Jim Tew: Boy, I'll tell you and everyone else who's listening, it fits and starts. Got some seed packets but that's--
Kim: That's a start.
Jim: That's a start, but they're not in the ground yet. I could stand advice.
Kim: Let me give you some pointers here because I've been doing raised beds for quite a while, and there's a lot of advantages to doing them. I think you'll like growing your pollinator plants in a raised bed. Hi, I'm Kim Flottum.
Jim: I'm Jim Tew.
Kim: We're here today talking about growing a pollinator garden in your yard and we're going to look at raised beds this time. Here are some pointers on how you might want to proceed if you're thinking of doing this.

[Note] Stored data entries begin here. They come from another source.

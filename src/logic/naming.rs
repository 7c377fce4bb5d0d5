use crate::error::Result;
use crate::logic::percentage::PERCENTAGE_SUFFIX;
use crate::model::inflect::humanize;
use crate::model::{ClassId, Registry};

impl Registry {
    /// Override the display name of `attribute` for `class` and its subclasses
    pub fn set_display_name(&mut self, class: ClassId, attribute: &str, label: &str) -> Result<()> {
        self.class_mut(class)?
            .display_names
            .insert(attribute.to_string(), label.to_string());
        Ok(())
    }

    /// Display name of `attribute`: nearest override, else its humanized form.
    /// Classes with percentage accessors name `x_percentage` after `x`.
    pub fn human_attribute_name(&self, class: ClassId, attribute: &str) -> String {
        let strips = self.ancestors(class).any(|c| c.strips_percentage_suffix);
        let attribute = match attribute.strip_suffix(PERCENTAGE_SUFFIX) {
            Some(base) if strips => base,
            _ => attribute,
        };

        self.ancestors(class)
            .find_map(|c| c.display_names.get(attribute))
            .cloned()
            .unwrap_or_else(|| humanize(attribute))
    }
}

Introduction: You are listening to Honey Bee Obscura brought to you by Growing Planet Media, the folks behind Beekeeping Today Podcast. Each week on Honey Bee Obscura, hosts Kim Flottum and Jim Tew explore the complexities, the beauty, the fun, and the challenges of managing honeybees in today's world in an engaging and informative discussion meant for all beekeepers, long-timers, and those just starting their journey with bees. Sit back and enjoy the next several minutes as Kim and Jim explore all things, honey bees.
Jim: I need something simple. You and I have talked about this before, and you've given me some good pointers. I like the idea of keeping it simple. So much of beekeeping is not actually keeping bees, extracting honey isn't beekeeping and assembling equipment is not beekeeping. Putting in a raised flower bed is not beekeeping. I need something that I can do a good job of that's simple and for me fairly quick and that's where I'm hoping you're going to be going somewhere today.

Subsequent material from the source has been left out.